Daintain/AIF-1 promotes breast cancer proliferation via activation of the NF-κB/cyclin D1 pathway and facilitates tumor growth

Recent research indicates that inflammatory factors play important roles in the initiation and progression of cancers, including breast cancer. Daintain/allograft inflammatory factor-1 (AIF-1) is a crucial mediator in the inflammatory response, but it has not yet been reported whether daintain/AIF-1 is involved in the development of breast cancers. In this study, immunohistochemical analysis found strong positive expression of daintain/AIF-1 in breast ductal tumor epithelia, but only weakly positive or negative expression in the adjacent histologically normal ductal epithelia. Then, the effect of daintian/AIF-1 on the proliferation of the breast cancer cell line MDA-MB-231 was explored via transduction of the daintian/AIF-1 gene into the cells, and via inhibition of the expression of daintain/AIF-1 through short interference RNA. The results demonstrated that up-regulation and down-regulation of daintain/AIF-1 expressions promoted and inhibited the proliferation of MDA-MB-231, respectively. More interestingly, daintain/AIF-1 overexpression facilitated tumor growth in female nude mice. Furthermore, we found that daintain/AIF-1 overexpression up-regulated the expression of cyclin D1 and enhanced the transcriptional activity of nuclear factor-kappa B (NF-kappa B), a regulator of cyclin D1 expression.

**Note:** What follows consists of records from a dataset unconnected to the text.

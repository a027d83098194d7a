//! Core library for the Cidade Inteligente resident app.
//!
//! This crate holds the business rules behind the mission screens and the
//! point-of-interest directory: the mission catalog, the progress engine
//! (task toggles, completion percentage, reward claims), the
//! point-of-interest filter, and a SQLite store standing in for the hosted
//! backend.
//!
//! # Display Architecture
//!
//! - **Domain Models** ([`models`]): Implement [`std::fmt::Display`] for direct
//!   formatting
//! - **Display Wrappers** ([`display`]): Collections and operation results
//! - **Terminal Rendering**: Rich markdown output via the CLI's terminal
//!   renderer
//!
//! # Quick Start
//!
//! ```rust
//! use cidade_core::{
//!     params::{ClaimReward, ToggleTask},
//!     TrackerBuilder,
//! };
//!
//! # async fn example() -> Result<(), Box<dyn std::error::Error>> {
//! let tracker = TrackerBuilder::new()
//!     .with_database_path(Some("test.db"))
//!     .build()
//!     .await?;
//!
//! // "Momento de leitura" has a single task
//! let toggled = tracker
//!     .toggle_task(&ToggleTask {
//!         user_id: "maria".to_string(),
//!         mission_id: 4,
//!         task_index: 0,
//!     })
//!     .await?;
//! println!("{toggled}");
//!
//! let claim = tracker
//!     .claim_reward(&ClaimReward {
//!         user_id: "maria".to_string(),
//!         mission_id: 4,
//!         claimant: None,
//!     })
//!     .await?;
//! println!("Total points: {}", claim.receipt.total_points);
//! # Ok(())
//! # }
//! ```

pub mod catalog;
pub mod db;
pub mod display;
pub mod engine;
pub mod error;
pub mod models;
pub mod params;
pub mod poi;
pub mod tracker;

// Re-export commonly used types
pub use catalog::{CatalogFile, MissionCatalog, DAILY_MISSION_COUNT};
pub use db::Database;
pub use display::{
    ClaimResult, CreateResult, LocalDateTime, MissionSummaries, OperationStatus,
    PointsOfInterest, UpdateResult,
};
pub use error::{CoreError, Result};
pub use models::{
    CategoryFilter, ClaimReceipt, MissionDefinition, MissionKind, MissionProgress, MissionState,
    MissionSummary, PointOfInterest,
};
pub use params::{
    ClaimReward, CreatePoi, DailyMissions, EvolutionMissions, ListMissions, ListPois, MissionRef,
    ToggleTask, UserRef,
};
pub use poi::filter_pois;
pub use tracker::{Tracker, TrackerBuilder};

In contrast, the down-regulation of daintain/AIF-1 expression decreased cyclin D1 expression and inhibited the transcriptional activity of NF-kappa B. These results strongly suggest that daintain/AIF-1 can promote the growth of breast tumors via activating NF-kappa B signaling, which consequently up-regulates the expression of cyclin D1, implying that daintain/AIF-1 may be a novel target molecule for the prognosis and therapy of breast cancer.